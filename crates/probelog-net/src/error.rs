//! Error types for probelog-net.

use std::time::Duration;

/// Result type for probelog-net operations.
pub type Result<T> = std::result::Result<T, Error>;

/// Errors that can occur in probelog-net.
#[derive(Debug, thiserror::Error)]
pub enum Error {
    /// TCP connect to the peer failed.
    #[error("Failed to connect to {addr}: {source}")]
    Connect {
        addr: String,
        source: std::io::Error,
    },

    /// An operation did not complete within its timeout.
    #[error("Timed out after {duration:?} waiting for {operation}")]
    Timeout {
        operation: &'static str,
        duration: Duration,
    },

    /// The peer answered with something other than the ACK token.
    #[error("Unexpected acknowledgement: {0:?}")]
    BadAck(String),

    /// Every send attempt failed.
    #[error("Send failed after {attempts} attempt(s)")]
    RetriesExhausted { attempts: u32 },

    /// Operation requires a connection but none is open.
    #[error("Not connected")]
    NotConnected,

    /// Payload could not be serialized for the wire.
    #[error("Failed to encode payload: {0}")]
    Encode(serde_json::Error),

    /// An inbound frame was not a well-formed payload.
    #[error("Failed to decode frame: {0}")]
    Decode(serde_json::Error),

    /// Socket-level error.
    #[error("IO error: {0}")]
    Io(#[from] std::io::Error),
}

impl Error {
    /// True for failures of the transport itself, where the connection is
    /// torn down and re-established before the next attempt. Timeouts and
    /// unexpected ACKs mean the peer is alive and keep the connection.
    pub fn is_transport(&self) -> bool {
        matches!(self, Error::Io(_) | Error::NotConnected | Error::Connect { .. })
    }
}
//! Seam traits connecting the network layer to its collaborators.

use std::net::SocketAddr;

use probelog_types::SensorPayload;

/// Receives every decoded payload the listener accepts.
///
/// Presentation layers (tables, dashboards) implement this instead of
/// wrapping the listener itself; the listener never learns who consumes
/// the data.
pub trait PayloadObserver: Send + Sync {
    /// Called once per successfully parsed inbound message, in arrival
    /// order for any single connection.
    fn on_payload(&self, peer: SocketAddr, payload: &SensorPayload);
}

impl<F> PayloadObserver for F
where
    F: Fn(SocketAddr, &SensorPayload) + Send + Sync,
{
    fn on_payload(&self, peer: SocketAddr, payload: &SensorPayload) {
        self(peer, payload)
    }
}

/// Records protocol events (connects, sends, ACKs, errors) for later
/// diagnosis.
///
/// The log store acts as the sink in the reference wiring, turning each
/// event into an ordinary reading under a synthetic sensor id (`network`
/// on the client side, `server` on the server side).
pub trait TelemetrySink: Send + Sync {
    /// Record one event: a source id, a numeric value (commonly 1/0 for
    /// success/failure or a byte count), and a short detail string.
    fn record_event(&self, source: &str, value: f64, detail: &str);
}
════
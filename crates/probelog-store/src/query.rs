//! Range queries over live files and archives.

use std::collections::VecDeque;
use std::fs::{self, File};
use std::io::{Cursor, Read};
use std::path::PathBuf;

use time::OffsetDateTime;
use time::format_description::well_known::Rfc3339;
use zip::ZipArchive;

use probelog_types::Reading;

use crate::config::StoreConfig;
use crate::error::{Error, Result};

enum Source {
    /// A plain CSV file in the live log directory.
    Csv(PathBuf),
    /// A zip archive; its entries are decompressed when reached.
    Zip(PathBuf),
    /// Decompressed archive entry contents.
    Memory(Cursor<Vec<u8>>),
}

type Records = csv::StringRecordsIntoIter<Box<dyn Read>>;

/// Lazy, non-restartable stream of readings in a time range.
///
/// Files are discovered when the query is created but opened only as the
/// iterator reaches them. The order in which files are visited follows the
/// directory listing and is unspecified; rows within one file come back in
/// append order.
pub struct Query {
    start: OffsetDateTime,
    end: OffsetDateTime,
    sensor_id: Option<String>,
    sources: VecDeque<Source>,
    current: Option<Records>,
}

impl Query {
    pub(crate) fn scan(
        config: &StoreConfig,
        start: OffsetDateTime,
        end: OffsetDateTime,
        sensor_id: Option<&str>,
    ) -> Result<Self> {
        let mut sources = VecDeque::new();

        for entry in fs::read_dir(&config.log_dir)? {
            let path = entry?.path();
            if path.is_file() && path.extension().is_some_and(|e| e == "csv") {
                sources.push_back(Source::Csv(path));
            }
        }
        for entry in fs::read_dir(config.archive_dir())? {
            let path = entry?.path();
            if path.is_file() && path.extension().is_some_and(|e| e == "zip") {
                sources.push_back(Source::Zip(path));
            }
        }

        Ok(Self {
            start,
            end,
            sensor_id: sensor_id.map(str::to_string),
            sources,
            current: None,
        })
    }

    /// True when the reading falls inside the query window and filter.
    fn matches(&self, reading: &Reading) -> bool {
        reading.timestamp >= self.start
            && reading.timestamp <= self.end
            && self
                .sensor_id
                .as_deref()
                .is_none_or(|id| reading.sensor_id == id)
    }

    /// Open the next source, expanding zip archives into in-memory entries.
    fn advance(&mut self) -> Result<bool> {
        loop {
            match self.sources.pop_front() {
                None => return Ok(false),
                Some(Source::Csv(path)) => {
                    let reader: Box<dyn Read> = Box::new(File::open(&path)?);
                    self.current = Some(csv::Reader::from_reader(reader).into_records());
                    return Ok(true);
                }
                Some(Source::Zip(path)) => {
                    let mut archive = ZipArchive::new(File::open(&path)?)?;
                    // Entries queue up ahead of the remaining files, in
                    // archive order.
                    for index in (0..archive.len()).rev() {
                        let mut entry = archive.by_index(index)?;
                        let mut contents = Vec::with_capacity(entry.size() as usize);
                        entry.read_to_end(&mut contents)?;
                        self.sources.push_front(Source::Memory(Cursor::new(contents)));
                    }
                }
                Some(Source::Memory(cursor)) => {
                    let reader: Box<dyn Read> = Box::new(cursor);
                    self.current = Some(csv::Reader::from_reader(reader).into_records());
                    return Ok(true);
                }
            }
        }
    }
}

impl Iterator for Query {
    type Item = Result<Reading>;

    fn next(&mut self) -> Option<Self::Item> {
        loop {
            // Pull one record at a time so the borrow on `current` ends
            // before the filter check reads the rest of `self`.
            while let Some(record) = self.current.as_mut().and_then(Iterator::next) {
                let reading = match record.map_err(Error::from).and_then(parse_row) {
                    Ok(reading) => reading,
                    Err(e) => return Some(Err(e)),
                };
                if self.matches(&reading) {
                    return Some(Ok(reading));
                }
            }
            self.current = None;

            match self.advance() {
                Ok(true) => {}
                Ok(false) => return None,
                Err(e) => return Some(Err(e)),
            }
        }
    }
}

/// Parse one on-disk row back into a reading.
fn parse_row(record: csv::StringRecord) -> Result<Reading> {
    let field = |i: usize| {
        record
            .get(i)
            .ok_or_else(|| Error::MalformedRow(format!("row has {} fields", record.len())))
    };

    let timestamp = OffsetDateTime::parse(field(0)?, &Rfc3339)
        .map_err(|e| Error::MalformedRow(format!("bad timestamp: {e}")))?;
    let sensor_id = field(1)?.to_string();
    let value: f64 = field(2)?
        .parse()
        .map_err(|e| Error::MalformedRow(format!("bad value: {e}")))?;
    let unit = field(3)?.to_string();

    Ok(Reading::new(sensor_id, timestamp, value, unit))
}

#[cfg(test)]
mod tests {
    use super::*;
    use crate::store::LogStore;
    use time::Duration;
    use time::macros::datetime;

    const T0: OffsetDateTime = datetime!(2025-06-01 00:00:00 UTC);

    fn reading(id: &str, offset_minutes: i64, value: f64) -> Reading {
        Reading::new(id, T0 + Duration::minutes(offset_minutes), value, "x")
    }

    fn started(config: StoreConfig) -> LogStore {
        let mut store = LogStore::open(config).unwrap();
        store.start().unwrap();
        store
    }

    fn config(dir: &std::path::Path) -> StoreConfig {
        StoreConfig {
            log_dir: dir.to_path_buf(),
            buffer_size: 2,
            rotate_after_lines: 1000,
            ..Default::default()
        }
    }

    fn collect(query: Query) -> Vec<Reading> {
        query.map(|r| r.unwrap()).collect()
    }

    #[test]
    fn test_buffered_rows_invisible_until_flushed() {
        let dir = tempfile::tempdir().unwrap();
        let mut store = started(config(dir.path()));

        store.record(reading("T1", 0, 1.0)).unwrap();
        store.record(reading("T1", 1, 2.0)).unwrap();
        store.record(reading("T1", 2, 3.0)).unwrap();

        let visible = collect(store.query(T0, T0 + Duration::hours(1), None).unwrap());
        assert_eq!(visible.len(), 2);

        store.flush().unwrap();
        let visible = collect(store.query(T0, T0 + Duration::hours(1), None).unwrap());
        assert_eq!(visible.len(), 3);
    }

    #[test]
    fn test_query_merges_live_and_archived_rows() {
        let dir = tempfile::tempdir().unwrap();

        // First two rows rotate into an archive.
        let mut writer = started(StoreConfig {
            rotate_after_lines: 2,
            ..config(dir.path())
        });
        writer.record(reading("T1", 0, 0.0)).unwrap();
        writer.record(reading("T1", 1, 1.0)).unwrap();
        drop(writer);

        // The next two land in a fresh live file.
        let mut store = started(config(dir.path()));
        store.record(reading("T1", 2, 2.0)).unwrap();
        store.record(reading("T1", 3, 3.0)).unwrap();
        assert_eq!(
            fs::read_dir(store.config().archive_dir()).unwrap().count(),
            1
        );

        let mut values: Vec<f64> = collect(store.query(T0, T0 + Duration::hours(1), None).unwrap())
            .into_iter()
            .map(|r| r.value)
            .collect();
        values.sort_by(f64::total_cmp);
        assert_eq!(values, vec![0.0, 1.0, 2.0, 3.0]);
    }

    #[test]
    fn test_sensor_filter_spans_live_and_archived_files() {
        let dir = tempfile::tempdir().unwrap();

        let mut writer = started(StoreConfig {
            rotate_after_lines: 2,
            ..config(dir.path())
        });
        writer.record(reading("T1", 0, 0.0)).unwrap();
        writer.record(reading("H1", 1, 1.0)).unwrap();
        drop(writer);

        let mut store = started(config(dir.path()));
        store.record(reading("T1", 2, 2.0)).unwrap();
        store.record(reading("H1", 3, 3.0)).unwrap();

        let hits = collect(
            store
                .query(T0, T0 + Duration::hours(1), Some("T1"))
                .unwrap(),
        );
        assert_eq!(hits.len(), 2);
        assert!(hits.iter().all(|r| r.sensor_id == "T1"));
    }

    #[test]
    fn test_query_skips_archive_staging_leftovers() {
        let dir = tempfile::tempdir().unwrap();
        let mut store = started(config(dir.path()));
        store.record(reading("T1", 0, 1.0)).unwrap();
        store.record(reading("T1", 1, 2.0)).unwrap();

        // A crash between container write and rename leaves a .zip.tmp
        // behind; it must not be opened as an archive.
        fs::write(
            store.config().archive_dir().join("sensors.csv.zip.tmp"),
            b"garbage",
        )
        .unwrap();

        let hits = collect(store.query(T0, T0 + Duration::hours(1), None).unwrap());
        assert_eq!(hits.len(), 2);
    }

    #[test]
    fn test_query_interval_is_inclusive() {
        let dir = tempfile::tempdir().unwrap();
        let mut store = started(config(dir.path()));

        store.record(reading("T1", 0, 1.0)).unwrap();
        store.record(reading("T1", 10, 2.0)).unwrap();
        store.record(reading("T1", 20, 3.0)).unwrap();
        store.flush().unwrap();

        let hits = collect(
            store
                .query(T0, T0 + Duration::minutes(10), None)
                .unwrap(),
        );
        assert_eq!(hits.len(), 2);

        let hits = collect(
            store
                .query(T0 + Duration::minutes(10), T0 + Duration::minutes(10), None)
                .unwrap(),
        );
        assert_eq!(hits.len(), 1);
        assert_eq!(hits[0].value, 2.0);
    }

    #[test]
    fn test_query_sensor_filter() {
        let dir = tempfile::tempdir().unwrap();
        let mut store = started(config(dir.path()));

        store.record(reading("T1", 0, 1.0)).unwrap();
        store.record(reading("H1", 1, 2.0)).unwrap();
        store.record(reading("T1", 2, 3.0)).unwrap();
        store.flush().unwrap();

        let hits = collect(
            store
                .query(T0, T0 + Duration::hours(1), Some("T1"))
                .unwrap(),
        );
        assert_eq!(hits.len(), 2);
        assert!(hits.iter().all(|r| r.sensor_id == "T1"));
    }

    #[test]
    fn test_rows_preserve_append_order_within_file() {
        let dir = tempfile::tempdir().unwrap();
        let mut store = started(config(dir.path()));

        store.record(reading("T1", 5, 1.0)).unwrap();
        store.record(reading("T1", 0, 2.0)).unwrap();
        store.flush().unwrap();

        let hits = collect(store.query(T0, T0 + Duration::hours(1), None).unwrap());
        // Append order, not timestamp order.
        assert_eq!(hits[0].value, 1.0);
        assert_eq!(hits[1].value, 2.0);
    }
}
════
_WHAT THE TASK REQUIRES_.
Only those lines of the entries above that run from the line containing "filename crates/probelog-net/src/error.rs" to the line containing "the peer failed.", both included, should be transcribed exactly.

_ANSWER TO THE EXERCISE_.
filename crates/probelog-net/src/error.rs
//! Error types for probelog-net.

use std::time::Duration;

/// Result type for probelog-net operations.
pub type Result<T> = std::result::Result<T, Error>;

/// Errors that can occur in probelog-net.
#[derive(Debug, thiserror::Error)]
pub enum Error {
    /// TCP connect to the peer failed.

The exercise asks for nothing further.